The issue, as we all learned very young, is that it’s how you play the game. OK, so you want to win, too, but still . . .

The most important determiner of your SEO status is the number and quality of links that point to you. This is simply “true”, whether or not Google is willing to specifically admit it. And it will remain true even after Google’s new algorithm for semantic search takes hold. At the end of the day, links are what makes Google think you’re important.

Obviously, that means that you want links. But Google has a lot of rules about the kind of links you can have pointed at you. You can’t buy links, for example, and Google knows the difference between a link that’s bought and paid for versus one that’s more natural.

That last paragraph is troubling, to say the least. Google thinks they know the difference between natural links and paid links, and they police the matter accordingly, but they also make mistakes on the issue, all the time.

And it’s OK to ask people you do business with to link to you, but isn’t there an implied payment in that? Where does the line lie, really?
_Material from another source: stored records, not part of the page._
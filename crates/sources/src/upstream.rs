//! Upstream streaming client
//!
//! Maintains one secure websocket to the provider, sends the subscription
//! frame within its deadline, and feeds every received frame through the
//! decoder. Decoded records flow into a bounded channel toward the
//! controller; when the channel is full the newest record is dropped and
//! counted rather than blocking the receive loop.
//!
//! # State machine
//!
//! ```text
//! Idle -> Connecting -> Subscribing -> Receiving -> Closing -> Idle
//!             ^                            |
//!             +------ Failed (1 s) <------+
//! ```
//!
//! Transport errors, unexpected closes and the subscription deadline all
//! land in `Failed`, which backs off and reconnects. Per-frame decode
//! errors only increment a counter; the loop keeps receiving. `stop` is
//! cooperative through the cancellation token and is honored within one
//! second.

use std::sync::atomic::{AtomicU8, Ordering};
use std::sync::Arc;
use std::time::Duration;

use futures_util::{SinkExt, StreamExt};
use tokio::sync::mpsc;
use tokio::time::timeout;
use tokio_tungstenite::connect_async;
use tokio_tungstenite::tungstenite::Message;
use tokio_util::sync::CancellationToken;

use vesselcast_config::BoundingBox;
use vesselcast_metrics::BridgeMetrics;
use vesselcast_protocol::{decode, Decoded, VesselRecord};

use crate::subscription::subscription_frame;

/// Default hard deadline for the subscription send after handshake
const DEFAULT_SUBSCRIBE_TIMEOUT: Duration = Duration::from_secs(3);

/// Default fixed delay between a failure and the next connect attempt
const DEFAULT_RECONNECT_DELAY: Duration = Duration::from_secs(1);

/// Grace given to the graceful close on cancellation
const CLOSE_GRACE: Duration = Duration::from_secs(1);

/// Upstream client configuration
#[derive(Debug, Clone)]
pub struct UpstreamConfig {
    /// Provider websocket URL
    pub url: String,

    /// Provider API key
    pub api_key: String,

    /// Geographic subscription filter
    pub bounding_box: BoundingBox,

    /// Hard deadline for the subscription send
    pub subscribe_timeout: Duration,

    /// Delay between a failure and the next connect attempt
    pub reconnect_delay: Duration,
}

impl UpstreamConfig {
    /// Create config for a provider endpoint
    pub fn new(url: impl Into<String>, api_key: impl Into<String>, bounding_box: BoundingBox) -> Self {
        Self {
            url: url.into(),
            api_key: api_key.into(),
            bounding_box,
            subscribe_timeout: DEFAULT_SUBSCRIBE_TIMEOUT,
            reconnect_delay: DEFAULT_RECONNECT_DELAY,
        }
    }

    /// Set the subscription send deadline
    #[must_use]
    pub fn with_subscribe_timeout(mut self, timeout: Duration) -> Self {
        self.subscribe_timeout = timeout;
        self
    }

    /// Set the reconnect delay
    #[must_use]
    pub fn with_reconnect_delay(mut self, delay: Duration) -> Self {
        self.reconnect_delay = delay;
        self
    }
}

/// Client lifecycle states
#[derive(Debug, Clone, Copy, PartialEq, Eq)]
#[repr(u8)]
pub enum UpstreamState {
    /// Not running
    Idle = 0,
    /// Transport connect in progress
    Connecting = 1,
    /// Handshake done, subscription frame in flight
    Subscribing = 2,
    /// Subscribed, frames arriving
    Receiving = 3,
    /// Cooperative shutdown in progress
    Closing = 4,
    /// Transient failure, reconnect pending
    Failed = 5,
}

impl UpstreamState {
    fn from_u8(value: u8) -> Self {
        match value {
            1 => Self::Connecting,
            2 => Self::Subscribing,
            3 => Self::Receiving,
            4 => Self::Closing,
            5 => Self::Failed,
            _ => Self::Idle,
        }
    }
}

/// Shared view of the client state
///
/// The controller exposes this through its status surface; the run loop is
/// the only writer.
#[derive(Debug, Default)]
pub struct UpstreamStatus {
    state: AtomicU8,
}

impl UpstreamStatus {
    /// Current lifecycle state
    pub fn state(&self) -> UpstreamState {
        UpstreamState::from_u8(self.state.load(Ordering::Relaxed))
    }

    /// Whether the client is subscribed and receiving
    pub fn is_connected(&self) -> bool {
        self.state() == UpstreamState::Receiving
    }

    fn set(&self, state: UpstreamState) {
        self.state.store(state as u8, Ordering::Relaxed);
    }
}

/// A decoded record on its way to the controller
#[derive(Debug)]
pub struct RecordEvent {
    /// The normalized record
    pub record: VesselRecord,
    /// The decoder defaulted a missing static-variant position
    pub defaulted_position: bool,
}

/// How one websocket session ended
enum SessionEnd {
    /// Cancellation observed; do not reconnect
    Cancelled,
    /// Transport or protocol failure; back off and reconnect
    Failed,
}

/// Upstream streaming client
pub struct UpstreamClient {
    config: UpstreamConfig,
    records: mpsc::Sender<RecordEvent>,
    metrics: Arc<BridgeMetrics>,
    status: Arc<UpstreamStatus>,
}

impl UpstreamClient {
    /// Create a client that feeds records into `records`
    pub fn new(
        config: UpstreamConfig,
        records: mpsc::Sender<RecordEvent>,
        metrics: Arc<BridgeMetrics>,
    ) -> Self {
        Self {
            config,
            records,
            metrics,
            status: Arc::new(UpstreamStatus::default()),
        }
    }

    /// Shared status handle, valid after `run` consumes the client
    pub fn status(&self) -> Arc<UpstreamStatus> {
        Arc::clone(&self.status)
    }

    /// Run the connect/receive/reconnect loop until cancellation
    pub async fn run(self, cancel: CancellationToken) {
        tracing::info!(url = %self.config.url, "upstream client starting");

        loop {
            self.status.set(UpstreamState::Connecting);

            match self.session(&cancel).await {
                SessionEnd::Cancelled => break,
                SessionEnd::Failed => {
                    self.status.set(UpstreamState::Failed);
                    self.metrics.record_transport_error();

                    tokio::select! {
                        _ = cancel.cancelled() => break,
                        _ = tokio::time::sleep(self.config.reconnect_delay) => {}
                    }
                }
            }
        }

        self.status.set(UpstreamState::Idle);
        tracing::info!("upstream client stopped");
    }

    /// One connect-subscribe-receive session
    async fn session(&self, cancel: &CancellationToken) -> SessionEnd {
        let connected = tokio::select! {
            _ = cancel.cancelled() => return SessionEnd::Cancelled,
            result = connect_async(self.config.url.as_str()) => result,
        };

        let stream = match connected {
            Ok((stream, _)) => stream,
            Err(e) => {
                tracing::warn!(url = %self.config.url, error = %e, "upstream connect failed");
                return SessionEnd::Failed;
            }
        };

        self.status.set(UpstreamState::Subscribing);
        let (mut sink, mut source) = stream.split();

        let frame = subscription_frame(&self.config.api_key, self.config.bounding_box);
        match timeout(self.config.subscribe_timeout, sink.send(Message::Text(frame))).await {
            Ok(Ok(())) => {}
            Ok(Err(e)) => {
                tracing::warn!(error = %e, "subscription send failed");
                return SessionEnd::Failed;
            }
            Err(_) => {
                tracing::warn!(
                    deadline_secs = self.config.subscribe_timeout.as_secs(),
                    "subscription send missed its deadline"
                );
                return SessionEnd::Failed;
            }
        }

        self.status.set(UpstreamState::Receiving);
        tracing::info!("upstream subscribed, receiving");

        loop {
            tokio::select! {
                _ = cancel.cancelled() => {
                    self.status.set(UpstreamState::Closing);
                    let _ = timeout(CLOSE_GRACE, sink.send(Message::Close(None))).await;
                    return SessionEnd::Cancelled;
                }
                message = source.next() => match message {
                    Some(Ok(Message::Text(text))) => self.handle_frame(text.as_bytes()),
                    // Binary frames carry the same UTF-8 JSON
                    Some(Ok(Message::Binary(data))) => self.handle_frame(&data),
                    Some(Ok(Message::Ping(payload))) => {
                        let _ = sink.send(Message::Pong(payload)).await;
                    }
                    Some(Ok(Message::Pong(_))) | Some(Ok(Message::Frame(_))) => {}
                    Some(Ok(Message::Close(_))) => {
                        tracing::warn!("upstream closed the connection");
                        return SessionEnd::Failed;
                    }
                    Some(Err(e)) => {
                        tracing::warn!(error = %e, "upstream transport error");
                        return SessionEnd::Failed;
                    }
                    None => {
                        tracing::warn!("upstream stream ended");
                        return SessionEnd::Failed;
                    }
                }
            }
        }
    }

    /// Decode one frame and forward the record
    ///
    /// Records are forwarded in arrival order. A full channel drops the
    /// newest record; a per-frame decode error is counted and skipped.
    fn handle_frame(&self, frame: &[u8]) {
        match decode(frame) {
            Ok(Decoded::Record {
                record,
                defaulted_position,
            }) => {
                self.metrics.record_received();
                if defaulted_position {
                    self.metrics.record_defaulted_position();
                }

                let event = RecordEvent {
                    record,
                    defaulted_position,
                };
                match self.records.try_send(event) {
                    Ok(()) => {}
                    Err(mpsc::error::TrySendError::Full(_)) => {
                        self.metrics.record_dropped();
                        tracing::trace!("record channel full, dropping newest record");
                    }
                    Err(mpsc::error::TrySendError::Closed(_)) => {
                        // Controller is gone; cancellation will end the loop
                    }
                }
            }
            Ok(Decoded::Ignored) => {
                tracing::trace!("frame variant not mapped, ignoring");
            }
            Err(e) => {
                self.metrics.record_decode_error();
                tracing::debug!(error = %e, "frame decode error");
            }
        }
    }
}

#[cfg(test)]
#[path = "upstream_test.rs"]
mod upstream_test;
As Mr Schaefer pointed out, there are so many rules with so many interpretations, Search Engine Optimization can’t help but be a big ugly minefield.

So to do Search Engine Optimization you need to either do what Google says is right, which is create great content and let the chips fall where they may, or you need to get educated enough about what will work and what won’t and what’s allowed and what isn’t, and craft your great content based on those rules.

And that’s why you can do SEO yourself, but probably shouldn’t. Head spinning? It could be worse. You could work in the IT Department at Home Depot.